## WORK INSTRUCTIONS:
The word to find is "lower". Copy each line of the material that contains it.
╔══
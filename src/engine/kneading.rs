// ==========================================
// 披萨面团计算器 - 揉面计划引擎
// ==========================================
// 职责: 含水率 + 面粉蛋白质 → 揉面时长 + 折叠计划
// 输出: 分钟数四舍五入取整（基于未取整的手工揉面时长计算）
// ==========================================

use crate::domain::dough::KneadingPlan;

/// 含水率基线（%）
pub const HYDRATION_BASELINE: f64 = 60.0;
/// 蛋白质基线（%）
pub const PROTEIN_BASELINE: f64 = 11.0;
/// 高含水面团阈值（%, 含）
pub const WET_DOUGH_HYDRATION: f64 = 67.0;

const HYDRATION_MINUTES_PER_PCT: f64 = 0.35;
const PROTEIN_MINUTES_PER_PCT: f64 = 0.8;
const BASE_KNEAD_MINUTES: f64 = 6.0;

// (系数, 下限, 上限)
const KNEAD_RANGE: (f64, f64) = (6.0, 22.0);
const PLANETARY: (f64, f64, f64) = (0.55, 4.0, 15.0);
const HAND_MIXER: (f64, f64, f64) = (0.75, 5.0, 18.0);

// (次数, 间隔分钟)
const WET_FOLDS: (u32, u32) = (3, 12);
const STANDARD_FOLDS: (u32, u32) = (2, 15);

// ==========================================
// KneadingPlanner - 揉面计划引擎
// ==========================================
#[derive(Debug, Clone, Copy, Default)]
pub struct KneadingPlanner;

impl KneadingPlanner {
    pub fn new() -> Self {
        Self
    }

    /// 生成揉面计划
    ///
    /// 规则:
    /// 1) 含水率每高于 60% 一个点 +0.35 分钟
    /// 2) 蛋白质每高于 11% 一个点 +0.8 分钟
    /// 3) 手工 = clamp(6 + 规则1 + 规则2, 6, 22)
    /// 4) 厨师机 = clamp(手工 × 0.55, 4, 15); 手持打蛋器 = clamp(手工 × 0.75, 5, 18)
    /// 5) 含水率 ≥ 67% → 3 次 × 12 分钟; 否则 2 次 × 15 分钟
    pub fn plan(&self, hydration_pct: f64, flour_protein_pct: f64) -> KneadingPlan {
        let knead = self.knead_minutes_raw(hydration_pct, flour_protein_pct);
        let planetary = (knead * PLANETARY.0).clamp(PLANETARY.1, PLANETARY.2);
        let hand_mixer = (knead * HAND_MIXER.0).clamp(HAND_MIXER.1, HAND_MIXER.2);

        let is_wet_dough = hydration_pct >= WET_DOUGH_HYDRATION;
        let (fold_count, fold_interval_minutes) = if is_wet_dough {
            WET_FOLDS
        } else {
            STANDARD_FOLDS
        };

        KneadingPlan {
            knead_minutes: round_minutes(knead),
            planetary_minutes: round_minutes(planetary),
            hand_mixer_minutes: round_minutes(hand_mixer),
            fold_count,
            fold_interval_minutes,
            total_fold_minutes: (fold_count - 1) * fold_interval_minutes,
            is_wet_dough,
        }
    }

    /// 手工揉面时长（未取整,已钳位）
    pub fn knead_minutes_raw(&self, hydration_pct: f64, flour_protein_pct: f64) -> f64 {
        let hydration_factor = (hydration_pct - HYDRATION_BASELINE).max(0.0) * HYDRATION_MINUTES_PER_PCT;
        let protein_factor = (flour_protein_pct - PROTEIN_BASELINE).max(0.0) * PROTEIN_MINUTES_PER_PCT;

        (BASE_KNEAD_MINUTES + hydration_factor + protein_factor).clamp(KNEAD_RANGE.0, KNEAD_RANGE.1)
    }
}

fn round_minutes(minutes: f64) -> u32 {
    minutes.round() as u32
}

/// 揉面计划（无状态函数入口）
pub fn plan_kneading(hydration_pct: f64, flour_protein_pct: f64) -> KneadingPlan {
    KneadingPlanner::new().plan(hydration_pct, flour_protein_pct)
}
╚══
╔══
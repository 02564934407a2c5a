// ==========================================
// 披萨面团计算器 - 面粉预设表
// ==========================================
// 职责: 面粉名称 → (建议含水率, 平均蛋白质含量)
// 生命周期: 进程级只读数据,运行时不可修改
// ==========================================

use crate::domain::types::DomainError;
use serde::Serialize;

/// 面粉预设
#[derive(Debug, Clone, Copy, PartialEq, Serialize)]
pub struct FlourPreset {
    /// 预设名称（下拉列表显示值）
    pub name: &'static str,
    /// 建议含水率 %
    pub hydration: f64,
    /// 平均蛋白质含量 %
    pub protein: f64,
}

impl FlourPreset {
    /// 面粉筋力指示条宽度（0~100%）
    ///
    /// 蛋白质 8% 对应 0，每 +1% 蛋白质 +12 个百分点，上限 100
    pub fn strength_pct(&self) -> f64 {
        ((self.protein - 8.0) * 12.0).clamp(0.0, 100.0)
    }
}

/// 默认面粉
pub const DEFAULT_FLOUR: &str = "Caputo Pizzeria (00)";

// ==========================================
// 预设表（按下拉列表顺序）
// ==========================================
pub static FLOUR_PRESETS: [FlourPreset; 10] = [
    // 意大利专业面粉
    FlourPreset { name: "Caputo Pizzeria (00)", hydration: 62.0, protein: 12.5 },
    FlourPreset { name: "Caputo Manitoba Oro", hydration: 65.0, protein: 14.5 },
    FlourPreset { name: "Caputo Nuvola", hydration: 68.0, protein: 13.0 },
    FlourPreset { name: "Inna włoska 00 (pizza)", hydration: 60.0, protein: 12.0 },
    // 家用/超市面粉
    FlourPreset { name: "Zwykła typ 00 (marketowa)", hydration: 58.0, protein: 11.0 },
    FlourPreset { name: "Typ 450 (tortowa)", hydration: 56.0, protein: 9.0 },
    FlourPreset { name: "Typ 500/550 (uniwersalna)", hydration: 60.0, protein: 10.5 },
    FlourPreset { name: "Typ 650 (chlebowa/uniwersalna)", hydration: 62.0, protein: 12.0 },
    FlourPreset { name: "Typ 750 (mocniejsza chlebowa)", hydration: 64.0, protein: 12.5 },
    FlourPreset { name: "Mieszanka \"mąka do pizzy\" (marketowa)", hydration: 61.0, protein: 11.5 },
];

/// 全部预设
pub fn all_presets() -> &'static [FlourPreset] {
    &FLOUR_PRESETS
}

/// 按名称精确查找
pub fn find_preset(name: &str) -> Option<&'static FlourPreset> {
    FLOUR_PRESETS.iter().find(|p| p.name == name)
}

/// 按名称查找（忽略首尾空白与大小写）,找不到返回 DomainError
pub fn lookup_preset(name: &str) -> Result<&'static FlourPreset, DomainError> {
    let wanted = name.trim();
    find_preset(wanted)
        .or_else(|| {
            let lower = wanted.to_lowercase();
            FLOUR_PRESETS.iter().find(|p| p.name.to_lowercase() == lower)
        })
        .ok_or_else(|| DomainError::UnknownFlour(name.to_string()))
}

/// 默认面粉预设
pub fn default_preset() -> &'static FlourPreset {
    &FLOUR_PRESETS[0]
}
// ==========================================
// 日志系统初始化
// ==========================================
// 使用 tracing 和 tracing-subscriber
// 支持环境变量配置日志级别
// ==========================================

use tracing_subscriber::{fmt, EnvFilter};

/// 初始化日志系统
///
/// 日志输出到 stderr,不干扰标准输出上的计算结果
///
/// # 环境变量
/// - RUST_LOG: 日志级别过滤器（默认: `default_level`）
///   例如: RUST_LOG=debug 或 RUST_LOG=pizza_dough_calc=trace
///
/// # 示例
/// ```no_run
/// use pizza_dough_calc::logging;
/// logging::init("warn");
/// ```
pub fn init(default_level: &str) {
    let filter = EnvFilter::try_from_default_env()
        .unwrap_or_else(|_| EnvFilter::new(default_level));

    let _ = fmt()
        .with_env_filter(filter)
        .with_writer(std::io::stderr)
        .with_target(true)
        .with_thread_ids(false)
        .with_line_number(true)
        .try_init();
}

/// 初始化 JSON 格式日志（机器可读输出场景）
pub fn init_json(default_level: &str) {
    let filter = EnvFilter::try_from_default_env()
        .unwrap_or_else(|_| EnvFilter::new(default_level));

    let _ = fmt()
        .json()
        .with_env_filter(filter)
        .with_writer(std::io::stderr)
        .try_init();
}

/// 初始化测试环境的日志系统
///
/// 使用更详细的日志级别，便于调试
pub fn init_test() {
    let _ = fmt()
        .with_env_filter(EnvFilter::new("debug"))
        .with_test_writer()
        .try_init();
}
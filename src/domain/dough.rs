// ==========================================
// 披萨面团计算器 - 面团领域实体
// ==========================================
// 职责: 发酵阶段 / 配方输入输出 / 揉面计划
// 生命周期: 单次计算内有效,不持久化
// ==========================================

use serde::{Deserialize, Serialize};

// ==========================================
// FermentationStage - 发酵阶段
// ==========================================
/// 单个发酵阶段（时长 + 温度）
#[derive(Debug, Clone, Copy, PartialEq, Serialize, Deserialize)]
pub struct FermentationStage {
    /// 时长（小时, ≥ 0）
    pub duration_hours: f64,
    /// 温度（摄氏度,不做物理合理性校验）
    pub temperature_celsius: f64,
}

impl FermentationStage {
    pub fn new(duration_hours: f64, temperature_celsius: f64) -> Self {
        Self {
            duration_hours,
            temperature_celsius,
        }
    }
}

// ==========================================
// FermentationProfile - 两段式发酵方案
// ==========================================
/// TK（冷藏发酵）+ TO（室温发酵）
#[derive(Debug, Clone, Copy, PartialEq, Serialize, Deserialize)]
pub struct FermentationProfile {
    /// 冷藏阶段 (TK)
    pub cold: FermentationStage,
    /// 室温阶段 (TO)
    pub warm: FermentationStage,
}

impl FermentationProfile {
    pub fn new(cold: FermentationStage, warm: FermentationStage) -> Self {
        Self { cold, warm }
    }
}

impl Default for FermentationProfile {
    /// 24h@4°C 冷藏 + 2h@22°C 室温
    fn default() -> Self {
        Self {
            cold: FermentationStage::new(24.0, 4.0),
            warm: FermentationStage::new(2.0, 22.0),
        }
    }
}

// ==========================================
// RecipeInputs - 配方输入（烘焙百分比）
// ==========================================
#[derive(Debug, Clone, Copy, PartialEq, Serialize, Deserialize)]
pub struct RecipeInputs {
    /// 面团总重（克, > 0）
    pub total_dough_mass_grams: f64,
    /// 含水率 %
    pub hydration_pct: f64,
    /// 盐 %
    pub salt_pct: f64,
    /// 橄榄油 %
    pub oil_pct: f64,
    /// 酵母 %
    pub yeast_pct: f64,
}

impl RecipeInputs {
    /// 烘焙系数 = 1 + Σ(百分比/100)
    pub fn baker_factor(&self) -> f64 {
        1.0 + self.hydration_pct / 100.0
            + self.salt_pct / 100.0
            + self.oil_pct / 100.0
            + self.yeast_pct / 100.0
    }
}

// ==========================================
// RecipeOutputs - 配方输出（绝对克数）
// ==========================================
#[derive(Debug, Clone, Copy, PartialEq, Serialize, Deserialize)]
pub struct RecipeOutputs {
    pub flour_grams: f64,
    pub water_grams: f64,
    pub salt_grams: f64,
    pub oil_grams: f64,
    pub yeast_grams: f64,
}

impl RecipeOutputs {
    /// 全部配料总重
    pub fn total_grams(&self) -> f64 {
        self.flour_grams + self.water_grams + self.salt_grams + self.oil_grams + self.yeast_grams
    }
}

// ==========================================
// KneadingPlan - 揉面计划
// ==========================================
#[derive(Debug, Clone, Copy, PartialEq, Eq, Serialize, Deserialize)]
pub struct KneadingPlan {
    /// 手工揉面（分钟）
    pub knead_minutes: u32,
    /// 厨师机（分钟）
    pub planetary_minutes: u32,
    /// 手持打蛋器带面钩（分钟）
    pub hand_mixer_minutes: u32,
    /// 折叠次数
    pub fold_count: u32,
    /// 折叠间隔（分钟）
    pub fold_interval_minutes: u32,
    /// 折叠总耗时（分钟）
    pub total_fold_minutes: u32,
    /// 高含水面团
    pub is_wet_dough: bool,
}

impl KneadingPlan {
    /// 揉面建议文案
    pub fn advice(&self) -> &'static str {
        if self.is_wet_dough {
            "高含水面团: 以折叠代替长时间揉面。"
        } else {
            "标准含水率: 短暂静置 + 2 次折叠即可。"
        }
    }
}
╚══
## RESPONSE TO THIS TASK:
            let lower = wanted.to_lowercase();
            FLOUR_PRESETS.iter().find(|p| p.name.to_lowercase() == lower)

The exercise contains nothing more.